И каким мятежным дыханием охвачены его строки, призывающие гнев Божий «на чела бледные царей». «И вот какие люди ведут теперь судьбы России сквозь самый ужасный кризис, когда-либо сотрясавший мир! Нет, невозможно не чаять близкого неминуемого конца этой возмутительной бессмыслице, страшной и в то же время нелепой, заставляющей в одно и то же время хохотать и скрежетать зубами, этому противоречию между людьми и делом, между тем, что есть и что должно быть. Перед нами все еще видение Езекииля: поле покрыто сплошь сухими костями.
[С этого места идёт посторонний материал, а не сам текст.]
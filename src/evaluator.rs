//! Password strength evaluator - main evaluation logic.

use secrecy::{ExposeSecret, SecretString};

#[cfg(feature = "async")]
use tokio::sync::mpsc;

#[cfg(feature = "async")]
use tokio_util::sync::CancellationToken;

use crate::scoring::{assess, empty_assessment};
use crate::sections::{
    SectionResult, blacklist_section, character_variety_section, length_section,
    pattern_analysis_section,
};
use crate::types::{CriteriaMap, StrengthAssessment};

type Section = fn(&SecretString) -> SectionResult;

/// Executed in sequence; together they decide every criterion.
const SECTIONS: [(&str, Section); 4] = [
    ("blacklist", blacklist_section),
    ("length", length_section),
    ("variety", character_variety_section),
    ("pattern", pattern_analysis_section),
];

fn apply(criteria: &mut CriteriaMap, result: SectionResult) {
    for (criterion, passed) in result {
        criteria.set(criterion, passed);
    }
}

/// Evaluates password strength and returns a detailed assessment.
///
/// Total and deterministic: any string, including the empty one, yields a
/// valid assessment, and equal inputs yield equal outputs.
pub fn evaluate_password_strength(password: &SecretString) -> StrengthAssessment {
    if password.expose_secret().is_empty() {
        return empty_assessment();
    }

    let mut criteria = CriteriaMap::default();
    for (_, section_fn) in SECTIONS {
        apply(&mut criteria, section_fn(password));
    }
    assess(criteria)
}

/// Like [`evaluate_password_strength`], checking `token` before each section.
///
/// Returns `None` when the evaluation was cancelled.
#[cfg(feature = "async")]
pub fn evaluate_password_strength_cancellable(
    password: &SecretString,
    token: &CancellationToken,
) -> Option<StrengthAssessment> {
    if password.expose_secret().is_empty() {
        return Some(empty_assessment());
    }

    let mut criteria = CriteriaMap::default();
    for (section_name, section_fn) in SECTIONS {
        if token.is_cancelled() {
            #[cfg(feature = "tracing")]
            tracing::debug!(section = section_name, "evaluation cancelled");
            #[cfg(not(feature = "tracing"))]
            let _ = section_name;
            return None;
        }
        apply(&mut criteria, section_fn(password));
    }
    Some(assess(criteria))
}

/// Async version that sends the assessment via channel unless cancelled.
#[cfg(feature = "async")]
pub async fn evaluate_password_strength_tx(
    password: &SecretString,
    token: CancellationToken,
    tx: mpsc::Sender<StrengthAssessment>,
) {
    #[cfg(feature = "tracing")]
    tracing::trace!("evaluation is about to start");

    let Some(assessment) = evaluate_password_strength_cancellable(password, &token) else {
        return;
    };

    if let Err(_e) = tx.send(assessment).await {
        #[cfg(feature = "tracing")]
        tracing::error!("Failed to send password assessment: {}", _e);
    }
}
Эти кости оживут ли? Ты веси, Господи. Но, конечно, оживить их могло бы разве дыхание Божие — дыхание бури»!..
Несчастные позорные войны, неизбежно пробуждающие революционный дух, не пронеслись бесследно мимо Тютчева. Они зажгли в нем пафос возмущения и до пророчества прояснили его восставшую и негодующую душу.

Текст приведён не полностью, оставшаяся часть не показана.